HOW TO COMPLETE THIS TASK: Go through the entries that follow and count every line with the string "InsufficientContext". Reply with the number only.
EXERCISE INPUT below:
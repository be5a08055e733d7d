use std::sync::OnceLock;

use regex::Regex;

/// Expand `{{ env.VAR }}` placeholders in raw TOML before deserialization
///
/// Operating on the text keeps the config structs plain `String` and
/// `SecretString`. TOML comment lines pass through untouched so a
/// commented-out secret does not require the variable to exist.
pub fn expand_env(input: &str) -> Result<String, String> {
    fn placeholder() -> &'static Regex {
        static RE: OnceLock<Regex> = OnceLock::new();
        RE.get_or_init(|| {
            Regex::new(r"\{\{\s*env\.([A-Za-z_][A-Za-z0-9_]*)\s*\}\}").expect("must be valid regex")
        })
    }

    let mut output = String::with_capacity(input.len());

    for (i, line) in input.lines().enumerate() {
        if i > 0 {
            output.push('\n');
        }

        if line.trim_start().starts_with('#') {
            output.push_str(line);
            continue;
        }

        let mut last_end = 0;
        for captures in placeholder().captures_iter(line) {
            let overall = captures.get(0).expect("match exists");
            let var_name = captures.get(1).expect("group exists").as_str();

            output.push_str(&line[last_end..overall.start()]);

            match std::env::var(var_name) {
                Ok(value) => output.push_str(&value),
                Err(_) => return Err(format!("environment variable not found: `{var_name}`")),
            }

            last_end = overall.end();
        }
        output.push_str(&line[last_end..]);
    }

    if input.ends_with('\n') {
        output.push('\n');
    }

    Ok(output)
}

#[cfg(test)]
mod tests {
    use super::*;

    #[test]
    fn passthrough_without_placeholders() {
        let input = "total_timeout_ms = 6000";
        assert_eq!(expand_env(input).unwrap(), input);
    }

    #[test]
    fn expands_api_key() {
        temp_env::with_var("WF_PRIMARY_KEY", Some("sk-test"), || {
            let result = expand_env("api_key = \"{{ env.WF_PRIMARY_KEY }}\"").unwrap();
            assert_eq!(result, "api_key = \"sk-test\"");
        });
    }

    #[test]
    fn missing_variable_errors_by_name() {
        temp_env::with_var_unset("WF_ABSENT", || {
            let err = expand_env("api_key = \"{{ env.WF_ABSENT }}\"").unwrap_err();
            assert!(err.contains("WF_ABSENT"));
        });
    }

    #[test]
    fn comment_lines_are_not_expanded() {
        temp_env::with_var_unset("WF_ABSENT", || {
            let input = "  # api_key = \"{{ env.WF_ABSENT }}\"";
            assert_eq!(expand_env(input).unwrap(), input);
        });
    }

    #[test]
    fn multiple_placeholders_on_one_line() {
        temp_env::with_vars([("WF_A", Some("a")), ("WF_B", Some("b"))], || {
            let result = expand_env("x = \"{{ env.WF_A }}:{{ env.WF_B }}\"").unwrap();
            assert_eq!(result, "x = \"a:b\"");
        });
    }
}
impl DataEngine {
    pub fn new(store: Arc<dyn RecordStore>, config: DataConfig, store_timeout: Duration) -> Self {
        Self {
            store,
            config,
            store_timeout,
        }
    }

    /// Serve one data intent
    ///
    /// # Errors
    ///
    /// `StoreUnavailable` on any store failure, `DeadlineExceeded` when
    /// the budget is gone, and `UnsupportedIntent`/`InvalidScope` on
    /// dispatch bugs.
    pub async fn handle(&self, request: &DataRequest, ctx: &QueryContext) -> Result<DataResult, DataError> {
        let result = match request.intent {
            Intent::Recommendation => self.recommendations(request, ctx).await?,
            Intent::SavedItems => self.saved_items(request, ctx).await?,
            Intent::Analytics => self.analytics(request, ctx).await?,
            Intent::Revenue => self.revenue(request, ctx).await?,
            Intent::Moderation => self.moderation(ctx).await?,
            other => return Err(DataError::UnsupportedIntent(other)),
        };

        tracing::info!(
            correlation_id = %ctx.correlation_id(),
            event = events::STORE_QUERY_COMPLETE,
            intent = %request.intent,
            records = result.records.len(),
            has_aggregates = result.aggregates.is_some(),
            "store query complete"
        );

        Ok(result)
    }

    /// Budget for the next store call: the query's remaining time, capped
    /// by the per-call store timeout
    fn deadline(&self, ctx: &QueryContext) -> Result<Duration, DataError> {
        ctx.remaining()
            .map(|remaining| remaining.min(self.store_timeout))
            .ok_or(DataError::DeadlineExceeded)
    }

    async fn recommendations(
        &self,
        request: &DataRequest,
        ctx: &QueryContext,
    ) -> Result<DataResult, DataError> {
        let terms = extract_terms(&request.query);

        let mut filters = Vec::new();
        if let Some(cap) = terms.price_cap {
            filters.push(Filter::new("price", FilterOp::Lte, cap));
        }
        if let [category] = terms.categories.as_slice() {
            filters.push(Filter::new("category", FilterOp::Eq, category.as_str()));
        }
        if let Some(location) = terms.locations.first() {
            filters.push(Filter::new("location", FilterOp::Contains, location.as_str()));
        }

        let fetch_limit = request.limit.saturating_mul(FETCH_MULTIPLIER);
        let candidates = self
            .store
            .query(
                Collection::Listings,
                &filters,
                &[OrderBy::desc("created_at")],
                fetch_limit,
                self.deadline(ctx)?,
            )
            .await?;

        let records = rank(candidates, &terms, request.limit);
        let total = records.len();

        Ok(DataResult {
            records,
            aggregates: None,
            total_count: Some(total),
        })
    }

    async fn saved_items(&self, request: &DataRequest, ctx: &QueryContext) -> Result<DataResult, DataError> {
        let AccessScope::User(user_id) = &request.scope else {
            return Err(DataError::InvalidScope(request.intent));
        };

        let records = self
            .store
            .query(
                Collection::SavedItems,
                &[Filter::new("user_id", FilterOp::Eq, user_id.as_str())],
                &[OrderBy::desc("saved_at")],
                request.limit,
                self.deadline(ctx)?,
            )
            .await?;

        let total = records.len();
        Ok(DataResult {
            records,
            aggregates: None,
            total_count: Some(total),
        })
    }

    async fn analytics(&self, request: &DataRequest, ctx: &QueryContext) -> Result<DataResult, DataError> {
        let filters = self.scoped_window_filters(request, "occurred_at")?;

        let mut aggregates = Aggregates::new();
        for (name, event_type) in [("views", "view"), ("bookings", "booking"), ("ratings", "rating")] {
            let mut event_filters = filters.clone();
            event_filters.push(Filter::new("event_type", FilterOp::Eq, event_type));

            let value = self
                .store
                .aggregate(
                    Collection::AnalyticsEvents,
                    &event_filters,
                    &AggregateOp::Count,
                    self.deadline(ctx)?,
                )
                .await?;
            aggregates.insert(name.to_owned(), value);
        }

        Ok(DataResult {
            records: Vec::new(),
            aggregates: Some(aggregates),
            total_count: None,
        })
    }

    async fn revenue(&self, request: &DataRequest, ctx: &QueryContext) -> Result<DataResult, DataError> {
        let filters = self.scoped_window_filters(request, "booked_at")?;

        let value = self
            .store
            .aggregate(
                Collection::Bookings,
                &filters,
                &AggregateOp::SumByCurrency {
                    field: "total".to_owned(),
                },
                self.deadline(ctx)?,
            )
            .await?;

        let mut aggregates = Aggregates::new();
        aggregates.insert("revenue".to_owned(), value);

        Ok(DataResult {
            records: Vec::new(),
            aggregates: Some(aggregates),
            total_count: None,
        })
    }

    async fn moderation(&self, ctx: &QueryContext) -> Result<DataResult, DataError> {
        let records = self
            .store
            .query(
                Collection::PendingApprovals,
                &[],
                &[OrderBy::asc("submitted_at")],
                self.config.moderation_limit,
                self.deadline(ctx)?,
            )
            .await?;

        let total = records.len();
        Ok(DataResult {
            records,
            aggregates: None,
            total_count: Some(total),
        })
    }

    /// Partner scope plus the time window, shared by analytics and revenue
    fn scoped_window_filters(
        &self,
        request: &DataRequest,
        time_field: &str,
    ) -> Result<Vec<Filter>, DataError> {
        let mut filters = Vec::new();
        match &request.scope {
            AccessScope::Partner(partner_id) => {
                filters.push(Filter::new("partner_id", FilterOp::Eq, partner_id.as_str()));
            }
            AccessScope::Unrestricted => {}
            AccessScope::User(_) => return Err(DataError::InvalidScope(request.intent)),
        }

        let range = request.time_range.clone().unwrap_or_else(|| {
            let days = crate::extract::window_days(&request.query)
                .unwrap_or(self.config.analytics_window_days);
            TimeRange::trailing_days(days)
        });
        filters.push(Filter::new(time_field, FilterOp::Gte, range.start.to_string()));
        filters.push(Filter::new(time_field, FilterOp::Lte, range.end.to_string()));

        Ok(filters)
    }
}
#![allow(clippy::must_use_candidate, clippy::missing_errors_doc)]

//! Retrieval-augmented knowledge engine
//!
//! Retrieval gates synthesis twice: a similarity floor below which the
//! engine refuses without spending an LLM call, and a containment rule
//! that keeps live marketplace numbers out of the corpus path entirely.

pub mod prompt;
pub mod vector;

use std::sync::Arc;
use std::time::Duration;

use thiserror::Error;
use wayfinder_config::RagConfig;
use wayfinder_core::{Citation, Intent, QueryContext};
use wayfinder_llm::{LlmGateway, LlmRequest};
use wayfinder_observability::events;

pub use vector::{HttpVectorStore, ScoredChunk, VectorError, VectorSearch};

/// Canned refusal when retrieval scores are below the gate
pub const INSUFFICIENT_CONTEXT_TEXT: &str = "I don't have enough information on that topic.";

/// Synthesis temperature; well under the global clamp
const RAG_TEMPERATURE: f64 = 0.3;

/// A retrieval request as dispatched by the router
#[derive(Debug, Clone)]
pub struct RagRequest {
    pub query: String,
    pub intent: Intent,
    pub k: usize,
}

/// A grounded answer with its citation trail
#[derive(Debug, Clone)]
pub struct RagAnswer {
    pub text: String,
    /// Ordered subset of retrieved chunks backing the answer
    pub citations: Vec<Citation>,
    pub best_score: f64,
    /// Provider that synthesized the text; `None` when degraded to the
    /// top chunk verbatim
    pub provider_id: Option<String>,
}

/// What the engine decided for this query
#[derive(Debug, Clone)]
pub enum RagOutcome {
    Answer(RagAnswer),
    /// Scores below the gate; served as a rag response with canned text
    InsufficientContext,
    /// Live-data intent reached the corpus path; served as a refusal
    CannotServeLiveData,
}

/// Engine failures, converted to envelopes only by the router
#[derive(Debug, Error)]
pub enum RagError {
    #[error("vector store unavailable")]
    StoreUnavailable,

    #[error("query deadline exceeded")]
    DeadlineExceeded,
}

impl From<VectorError> for RagError {
    fn from(error: VectorError) -> Self {
        tracing::error!(error = %error, "vector store call failed");
        Self::StoreUnavailable
    }
}

/// Retrieval-augmented engine
pub struct RagEngine {
    vector: Arc<dyn VectorSearch>,
    gateway: Arc<LlmGateway>,
    config: RagConfig,
    vector_timeout: Duration,
}

impl RagEngine {
    pub fn new(
        vector: Arc<dyn VectorSearch>,
        gateway: Arc<LlmGateway>,
        config: RagConfig,
        vector_timeout: Duration,
    ) -> Self {
        Self {
            vector,
            gateway,
            config,
            vector_timeout,
        }
    }

    /// Serve one knowledge intent
    ///
    /// # Errors
    ///
    /// `StoreUnavailable` when retrieval fails, `DeadlineExceeded` when
    /// the budget is gone before retrieval starts.
    pub async fn handle(&self, request: &RagRequest, ctx: &QueryContext) -> Result<RagOutcome, RagError> {
        // Containment: live marketplace numbers never come from the
        // corpus, whatever the scores would have been
        if matches!(
            request.intent,
            Intent::Analytics | Intent::Revenue | Intent::Moderation
        ) {
            tracing::warn!(
                correlation_id = %ctx.correlation_id(),
                intent = %request.intent,
                "live-data intent reached the rag engine, refusing"
            );
            return Ok(RagOutcome::CannotServeLiveData);
        }

        let deadline = ctx
            .remaining()
            .map(|remaining| remaining.min(self.vector_timeout))
            .ok_or(RagError::DeadlineExceeded)?;

        let mut chunks = self.vector.search(&request.query, request.k, deadline).await?;
        chunks.sort_by(|a, b| b.score.total_cmp(&a.score));

        let best_score = chunks.first().map_or(0.0, |chunk| chunk.score);

        tracing::info!(
            correlation_id = %ctx.correlation_id(),
            event = events::RAG_QUERY_COMPLETE,
            retrieved = chunks.len(),
            best_score,
            "retrieval complete"
        );

        // Similarity gate: below the floor, no LLM call happens
        if best_score < self.config.similarity_threshold {
            return Ok(RagOutcome::InsufficientContext);
        }

        // Only chunks clearing the gate reach the prompt and citations
        chunks.retain(|chunk| chunk.score >= self.config.similarity_threshold);

        let citations: Vec<Citation> = chunks
            .iter()
            .map(|chunk| Citation {
                source_id: chunk.source_id.clone(),
                score: chunk.score,
            })
            .collect();

        let llm_request = LlmRequest::new(
            prompt::SYSTEM_PROMPT,
            prompt::build_user_prompt(&request.query, &chunks),
            self.config.max_tokens,
            RAG_TEMPERATURE,
        );

        match self.gateway.complete(&llm_request, ctx).await {
            Ok(response) => Ok(RagOutcome::Answer(RagAnswer {
                text: response.text,
                citations,
                best_score,
                provider_id: Some(response.provider_id),
            })),
            Err(error) => {
                // Degrade to the top chunk verbatim; no fabricated prose
                tracing::warn!(
                    correlation_id = %ctx.correlation_id(),
                    error = %error,
                    "llm unavailable, degrading to extractive answer"
                );
                let top = &chunks[0];
                let text = format!("{} {}", top.text.trim(), prompt::citation_tag(0));
                Ok(RagOutcome::Answer(RagAnswer {
                    text,
                    citations: citations.into_iter().take(1).collect(),
                    best_score,
                    provider_id: None,
                }))
            }
        }
    }
}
End of EXERCISE INPUT.
THE COMPLETED TASK: 2